# Favorite Field dressing knife



## Drew318 (Mar 25, 2010)

What's your favorite field dressing knife? Just trying to get an idea of what you guys like.


----------



## lotaluck (Dec 17, 2009)

Im still using the old buck 110 and works just fine. If i could find a good quality zipper blade knife i would probably try that. I received a remington brand zipper knife as a gift a few uears ago and it worked terrible. Cant seem to get a edge on it cheap metal made in china.


----------



## hawgcatcher (May 14, 2007)

Been using the Buck 110 hunter since i started hunting 15-16 years ago

Outdoor Hub mobile, the outdoor information engine


----------



## Sharp Charge (Jun 24, 2009)

Buck Omnihunter with the gut hook. Damn near took my finger off last year then gutted my deer. lol


----------



## ezbite (May 25, 2006)

mine used to be a gerber gut hook, but this season iver upgraded to a bark river north star. sharp as a razor.


----------



## Huntinbull (Apr 10, 2004)

The Orange handled knife in this photo is my field dressing knife. It is called the Flip & Zip from Outdoor Edge. Sharpest knife I have ever bought straight out of the box. Makes opening a deer a cinch. It is the folding version of the Swingblade.


----------



## thegcdawg (May 26, 2008)

Cold Steel Pendelton Lite. Great gutting knife that even seperates the rib cage.


----------



## catfishing22 (Mar 7, 2009)

cant beat the swingblade by outdoor edge works great


----------



## crappiewacka (Apr 7, 2009)

Sharp Charge said:


> Buck Omnihunter with the gut hook. Damn near took my finger off last year then gutted my deer. lol


Ditto!
Love this knife, plus it's made in the U.S.


----------



## sherman51 (Apr 12, 2011)

i have been using a rapala fillet knife. but this year i bought one of the fold up fillet knives. sure hope it works as good as the rapalas.
sherman


----------



## FISHIN 2 (Jun 22, 2005)

Got the Buck ZIPPER knife with the no slip, Zytel grip. Had the first one for 4 yrs, kinda twisted it a touch cutting pelvic area, whack, broke 1" off knife. Called Buck, they said send it in for a replacement after The old I love my knife story ! Those fella's stand behind their products for sure. New Zipper saw it's first blood last deer season and can't wait for more !! Buck all the way for me. Still have the old general , #119 as a standby. Keeps a razor edge for sure. Mike


----------



## BassBlaster (Jun 8, 2006)

Buck Omnihunter here too. I think mine might be called 10 point. I think that is just the size though. Great knife. I used to use Schrade knives, this is my first Buck and I love it!!


----------



## lotaluck (Dec 17, 2009)

ezbite said:


> mine used to be a gerber gut hook, but this season iver upgraded to a bark river north star. sharp as a razor.

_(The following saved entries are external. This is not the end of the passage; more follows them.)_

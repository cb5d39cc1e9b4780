/*
 * Copyright Bret Ambrose. All Rights Reserved.
 * SPDX-License-Identifier: Apache-2.0.
 */

// Internal module holding the per-client session bookkeeping: connection state, message id
// allocation, in-flight operations awaiting an ack, and the subscriptions replayed on reconnect.

use crate::error::{MqttError, MqttResult};
use crate::mqtt::*;

use log::*;

use std::collections::HashMap;
use std::fmt::*;

/// Lifecycle state of a client session
#[derive(Copy, Clone, PartialEq, Eq, Debug, Default)]
pub enum SessionState {

    /// Constructed, connect() not yet called
    #[default]
    Initial,

    /// Waiting for the transport to open
    Connecting,

    /// CONNECT sent, waiting for the CONNACK
    WaitConnack,

    /// Successful CONNACK received; operations are allowed
    Established,

    /// The transport has closed
    Disconnect,
}

impl Display for SessionState {
    fn fmt(&self, f: &mut Formatter<'_>) -> Result {
        match self {
            SessionState::Initial => { write!(f, "Initial") }
            SessionState::Connecting => { write!(f, "Connecting") }
            SessionState::WaitConnack => { write!(f, "WaitConnack") }
            SessionState::Established => { write!(f, "Established") }
            SessionState::Disconnect => { write!(f, "Disconnect") }
        }
    }
}

/// Cycles through 1..=65535.  Zero is never produced, and no check is made for ids still in use.
pub(crate) struct MessageIdAllocator {
    next_id: u16,
}

impl MessageIdAllocator {
    pub(crate) fn new() -> Self {
        MessageIdAllocator {
            next_id: 1
        }
    }

    pub(crate) fn allocate(&mut self) -> u16 {
        let id = self.next_id;
        self.next_id = if id == u16::MAX { 1 } else { id + 1 };

        id
    }
}

/// Completion callback for a QoS 1 or 2 publish
pub type PublishCallback = Box<dyn FnOnce(MqttResult<()>)>;

/// Completion callback for a subscribe.  On success, receives each requested topic filter paired
/// with the reason code the broker returned for it.
pub type SubscribeCallback = Box<dyn FnOnce(MqttResult<Vec<(String, u8)>>)>;

/// Completion callback for an unsubscribe
pub type UnsubscribeCallback = Box<dyn FnOnce(MqttResult<()>)>;

pub(crate) enum PendingOperation {
    Publish(PublishCallback),
    Subscribe {
        topics: Vec<String>,
        callback: SubscribeCallback,
    },
    Unsubscribe(UnsubscribeCallback),
}

impl PendingOperation {
    fn kind_name(&self) -> &'static str {
        match self {
            PendingOperation::Publish(_) => { "Publish" }
            PendingOperation::Subscribe { .. } => { "Subscribe" }
            PendingOperation::Unsubscribe(_) => { "Unsubscribe" }
        }
    }

    pub(crate) fn fail(self, error: MqttError) {
        match self {
            PendingOperation::Publish(callback) => { callback(Err(error)); }
            PendingOperation::Subscribe { callback, .. } => { callback(Err(error)); }
            PendingOperation::Unsubscribe(callback) => { callback(Err(error)); }
        }
    }
}

/// Ack kinds that complete a pending operation
#[derive(Copy, Clone, PartialEq, Eq, Debug)]
pub(crate) enum AckKind {
    Puback,
    Pubcomp,
    Suback,
    Unsuback,
}

impl Display for AckKind {
    fn fmt(&self, f: &mut Formatter<'_>) -> Result {
        match self {
            AckKind::Puback => { write!(f, "Puback") }
            AckKind::Pubcomp => { write!(f, "Pubcomp") }
            AckKind::Suback => { write!(f, "Suback") }
            AckKind::Unsuback => { write!(f, "Unsuback") }
        }
    }
}

/// Operations that were given a completion callback, keyed by message id
pub(crate) struct PendingOperationTable {
    operations: HashMap<u16, PendingOperation>,
}

impl PendingOperationTable {
    pub(crate) fn new() -> Self {
        PendingOperationTable {
            operations: HashMap::new(),
        }
    }

    pub(crate) fn insert(&mut self, packet_id: u16, operation: PendingOperation) {
        if let Some(replaced) = self.operations.insert(packet_id, operation) {
            warn!("PendingOperationTable::insert - message id {} reused while a {} operation was still pending", packet_id, replaced.kind_name());
        }
    }

    /// Completes the operation with `packet_id` if one exists and it matches the ack kind.
    /// Returns true if a callback was invoked.
    pub(crate) fn complete(&mut self, packet_id: u16, ack: AckKind, reason_codes: &[u8]) -> bool {
        let matches_ack =
            match (self.operations.get(&packet_id), ack) {
                (Some(PendingOperation::Publish(_)), AckKind::Puback | AckKind::Pubcomp) => { true }
                (Some(PendingOperation::Subscribe { .. }), AckKind::Suback) => { true }
                (Some(PendingOperation::Unsubscribe(_)), AckKind::Unsuback) => { true }
                (Some(operation), _) => {
                    warn!("PendingOperationTable::complete - {} for message id {} does not match pending {} operation", ack, packet_id, operation.kind_name());
                    false
                }
                (None, _) => {
                    debug!("PendingOperationTable::complete - no pending operation for {} with message id {}", ack, packet_id);
                    false
                }
            };

        if !matches_ack {
            return false;
        }

        match self.operations.remove(&packet_id) {
            Some(PendingOperation::Publish(callback)) => {
                callback(Ok(()));
            }
            Some(PendingOperation::Subscribe { topics, callback }) => {
                let granted = topics.into_iter().zip(reason_codes.iter().copied()).collect();
                callback(Ok(granted));
            }
            Some(PendingOperation::Unsubscribe(callback)) => {
                callback(Ok(()));
            }
            None => {
                return false;
            }
        }

        true
    }

    /// Fails every pending operation, in message id order, and empties the table
    pub(crate) fn fail_all(&mut self, error_fn: fn() -> MqttError) {
        let mut operations : Vec<(u16, PendingOperation)> = self.operations.drain().collect();
        operations.sort_by_key(|(packet_id, _)| *packet_id);

        for (packet_id, operation) in operations {
            debug!("PendingOperationTable::fail_all - failing {} operation with message id {}", operation.kind_name(), packet_id);
            operation.fail(error_fn());
        }
    }

    pub(crate) fn len(&self) -> usize {
        self.operations.len()
    }

    pub(crate) fn is_empty(&self) -> bool {
        self.operations.is_empty()
    }
}

/// Subscriptions replayed in a single SUBSCRIBE after a clean-session reconnect
#[derive(Default)]
pub(crate) struct ResubscriptionSet {
    subscriptions: Vec<Subscription>,
    properties: Properties,
}

impl ResubscriptionSet {
    pub(crate) fn new() -> Self {
        ResubscriptionSet {
            ..Default::default()
        }
    }

    /// A topic that is already present keeps its position and takes the newly requested options
    pub(crate) fn record(&mut self, subscriptions: &[Subscription], properties: &Properties) {
        for subscription in subscriptions {
            match self.subscriptions.iter_mut().find(|existing| existing.topic_filter == subscription.topic_filter) {
                Some(existing) => { *existing = subscription.clone(); }
                None => { self.subscriptions.push(subscription.clone()); }
            }
        }

        self.properties.merge_missing(properties);
    }

    pub(crate) fn remove(&mut self, topic_filters: &[String]) {
        self.subscriptions.retain(|subscription| !topic_filters.contains(&subscription.topic_filter));
        self.properties.clear();
    }

    pub(crate) fn is_empty(&self) -> bool {
        self.subscriptions.is_empty()
    }

    pub(crate) fn subscriptions(&self) -> &[Subscription] {
        &self.subscriptions
    }

    pub(crate) fn to_subscribe_packet(&self, packet_id: u16) -> SubscribePacket {
        SubscribePacket {
            packet_id,
            subscriptions: self.subscriptions.clone(),
            properties: self.properties.clone(),
        }
    }
}

/// Mutable session state owned by a client.  Created once and kept across reconnects.
pub(crate) struct Session {
    pub(crate) state: SessionState,

    pub(crate) protocol_version: ProtocolVersion,

    pub(crate) message_ids: MessageIdAllocator,

    pub(crate) pending_operations: PendingOperationTable,

    pub(crate) resubscriptions: ResubscriptionSet,

    pub(crate) first_connect: bool,

    pub(crate) do_not_reconnect: bool,

    pub(crate) ping_response_received: bool,
}

impl Session {
    pub(crate) fn new(protocol_version: ProtocolVersion) -> Self {
        Session {
            state: SessionState::Initial,
            protocol_version,
            message_ids: MessageIdAllocator::new(),
            pending_operations: PendingOperationTable::new(),
            resubscriptions: ResubscriptionSet::new(),
            first_connect: true,
            do_not_reconnect: false,
            ping_response_received: true,
        }
    }

    pub(crate) fn is_established(&self) -> bool {
        self.state == SessionState::Established
    }
}
pub mod bet_types;
pub mod session_types;
pub mod settlement_types;
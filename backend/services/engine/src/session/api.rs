use rust_decimal::Decimal;
use tokio::sync::{mpsc, oneshot};

use crate::error::EngineError;
use crate::session::commands::Command;
use crate::types::bet_types::{BetAccepted, BetRecord};
use crate::types::session_types::{BettingSession, Side};
use crate::types::settlement_types::SettlementSnapshot;

/// Cloneable procedural handle to the session actor. Every mutating
/// call is serialized through the actor's command channel.
#[derive(Clone)]
pub struct SessionEngine {
    pub(crate) tx: mpsc::Sender<Command>,
}

fn engine_gone<T>() -> Result<T, EngineError> {
    Err(EngineError::Storage("session engine unavailable".into()))
}

impl SessionEngine {
    pub(crate) fn new(tx: mpsc::Sender<Command>) -> Self {
        Self { tx }
    }

    pub async fn create_session(
        &self,
        question: String,
        show_prize_pool: bool,
    ) -> Result<BettingSession, EngineError> {
        let (tx, rx) = oneshot::channel();
        let _ = self
            .tx
            .send(Command::CreateSession(question, show_prize_pool, tx))
            .await;
        rx.await.unwrap_or_else(|_| engine_gone())
    }

    pub async fn place_bet(
        &self,
        session_id: &str,
        user_id: &str,
        side: Side,
        amount: Decimal,
    ) -> Result<BetAccepted, EngineError> {
        let (tx, rx) = oneshot::channel();
        let _ = self
            .tx
            .send(Command::PlaceBet(
                session_id.to_string(),
                user_id.to_string(),
                side,
                amount,
                tx,
            ))
            .await;
        rx.await.unwrap_or_else(|_| engine_gone())
    }

    pub async fn freeze(&self, session_id: &str) -> Result<BettingSession, EngineError> {
        let (tx, rx) = oneshot::channel();
        let _ = self.tx.send(Command::Freeze(session_id.to_string(), tx)).await;
        rx.await.unwrap_or_else(|_| engine_gone())
    }

    pub async fn resolve(
        &self,
        session_id: &str,
        winner: Side,
    ) -> Result<SettlementSnapshot, EngineError> {
        let (tx, rx) = oneshot::channel();
        let _ = self
            .tx
            .send(Command::Resolve(session_id.to_string(), winner, tx))
            .await;
        rx.await.unwrap_or_else(|_| engine_gone())
    }

    pub async fn delete(&self, session_id: &str) -> Result<(), EngineError> {
        let (tx, rx) = oneshot::channel();
        let _ = self.tx.send(Command::Delete(session_id.to_string(), tx)).await;
        rx.await.unwrap_or_else(|_| engine_gone())
    }

    pub async fn set_show_prize_pool(
        &self,
        session_id: &str,
        show: bool,
    ) -> Result<BettingSession, EngineError> {
        let (tx, rx) = oneshot::channel();
        let _ = self
            .tx
            .send(Command::SetShowPrizePool(session_id.to_string(), show, tx))
            .await;
        rx.await.unwrap_or_else(|_| engine_gone())
    }

    /// Credits a deposit onto the ledger and returns the new balance.
    /// Routed through the actor so it cannot race a stake debit on the
    /// same user.
    pub async fn deposit(&self, user_id: &str, amount: Decimal) -> Result<Decimal, EngineError> {
        let (tx, rx) = oneshot::channel();
        let _ = self
            .tx
            .send(Command::Deposit(user_id.to_string(), amount, tx))
            .await;
        rx.await.unwrap_or_else(|_| engine_gone())
    }

    pub async fn current_session(&self) -> Result<Option<BettingSession>, EngineError> {
        let (tx, rx) = oneshot::channel();
        let _ = self.tx.send(Command::GetCurrent(tx)).await;
        rx.await.unwrap_or_else(|_| engine_gone())
    }

    pub async fn get_session(&self, session_id: &str) -> Result<BettingSession, EngineError> {
        let (tx, rx) = oneshot::channel();
        let _ = self
            .tx
            .send(Command::GetSession(session_id.to_string(), tx))
            .await;
        rx.await.unwrap_or_else(|_| engine_gone())
    }

    /// Returns a zero-valued record when the user has not bet, never an
    /// absent one.
    pub async fn get_user_bets(
        &self,
        session_id: &str,
        user_id: &str,
    ) -> Result<BetRecord, EngineError> {
        let (tx, rx) = oneshot::channel();
        let _ = self
            .tx
            .send(Command::GetUserBets(
                session_id.to_string(),
                user_id.to_string(),
                tx,
            ))
            .await;
        rx.await.unwrap_or_else(|_| engine_gone())
    }

    pub async fn get_all_bets(&self, session_id: &str) -> Result<Vec<BetRecord>, EngineError> {
        let (tx, rx) = oneshot::channel();
        let _ = self
            .tx
            .send(Command::GetAllBets(session_id.to_string(), tx))
            .await;
        rx.await.unwrap_or_else(|_| engine_gone())
    }

    pub async fn get_history(&self, limit: usize) -> Result<Vec<BettingSession>, EngineError> {
        let (tx, rx) = oneshot::channel();
        let _ = self.tx.send(Command::GetHistory(limit, tx)).await;
        rx.await.unwrap_or_else(|_| engine_gone())
    }
}
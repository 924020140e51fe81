use actix_web::{get, post, web, Responder};
use validator::Validate;
use wager_engine::SessionEngine;

use crate::types::bet_types::PlaceBetInput;
use crate::utils::responses::{bad_request, engine_error, ok};

#[post("/sessions/{session_id}/bets")]
pub async fn place_bet(
    engine: web::Data<SessionEngine>,
    path: web::Path<String>,
    body: web::Json<PlaceBetInput>,
) -> impl Responder {
    if let Err(e) = body.validate() {
        return bad_request(&e.to_string());
    }

    let session_id = path.into_inner();
    match engine
        .place_bet(&session_id, &body.user_id, body.side, body.amount)
        .await
    {
        Ok(accepted) => ok("Bet accepted", accepted),
        Err(e) => engine_error(&e),
    }
}

#[get("/sessions/{session_id}/bets")]
pub async fn get_all_bets(
    engine: web::Data<SessionEngine>,
    path: web::Path<String>,
) -> impl Responder {
    let session_id = path.into_inner();
    match engine.get_all_bets(&session_id).await {
        Ok(records) => ok("Session bets", records),
        Err(e) => engine_error(&e),
    }
}

#[get("/sessions/{session_id}/bets/{user_id}")]
pub async fn get_user_bets(
    engine: web::Data<SessionEngine>,
    path: web::Path<(String, String)>,
) -> impl Responder {
    let (session_id, user_id) = path.into_inner();
    match engine.get_user_bets(&session_id, &user_id).await {
        Ok(record) => ok("User bets", record),
        Err(e) => engine_error(&e),
    }
}
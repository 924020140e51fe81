pub mod balance_types;
pub mod bet_types;
pub mod session_types;
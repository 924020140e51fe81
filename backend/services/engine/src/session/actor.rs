use chrono::Utc;
use log::{error, info, warn};
use rust_decimal::Decimal;
use std::collections::HashMap;
use std::sync::Arc;
use tokio::sync::mpsc;

use crate::config::EngineConfig;
use crate::error::EngineError;
use crate::ledger::{BalanceLedger, DebitOutcome};
use crate::session::api::SessionEngine;
use crate::session::commands::Command;
use crate::settlement::compute_settlement;
use crate::store::SessionStore;
use crate::types::bet_types::{BetAccepted, BetRecord};
use crate::types::session_types::{BettingSession, SessionStatus, Side};
use crate::types::settlement_types::SettlementSnapshot;

/// Spawns the single-writer session actor and returns its handle.
///
/// One actor serializes every mutating operation, which is what makes
/// the cap checks and pool increments atomic with respect to each
/// other: two in-flight bets are applied one after the other against
/// committed state, never against a stale read. The system keeps at
/// most one non-terminal session, so one actor covers all of them.
pub fn spawn_session_engine(
    config: EngineConfig,
    store: Arc<dyn SessionStore>,
    ledger: Arc<dyn BalanceLedger>,
) -> SessionEngine {
    let (tx, mut rx) = mpsc::channel::<Command>(1024);

    tokio::spawn(async move {
        let mut state = match EngineState::hydrate(config, store, ledger).await {
            Ok(state) => state,
            Err((state, e)) => {
                error!("Failed to hydrate session state, starting empty: {}", e);
                state
            }
        };

        while let Some(cmd) = rx.recv().await {
            state.handle(cmd).await;
        }
    });

    SessionEngine::new(tx)
}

Ezbite, that is one sweet knife!!


----------



## ezbite (May 25, 2006)

lotaluck said:


> Ezbite, that is one sweet knife!!


thanks, it took months of looking and losing bids on ebay before i finally won it.


----------



## Lundy (Apr 5, 2004)

My favorite knife is the one that fits in Big Joshy's hands the best when gutting my deer for me.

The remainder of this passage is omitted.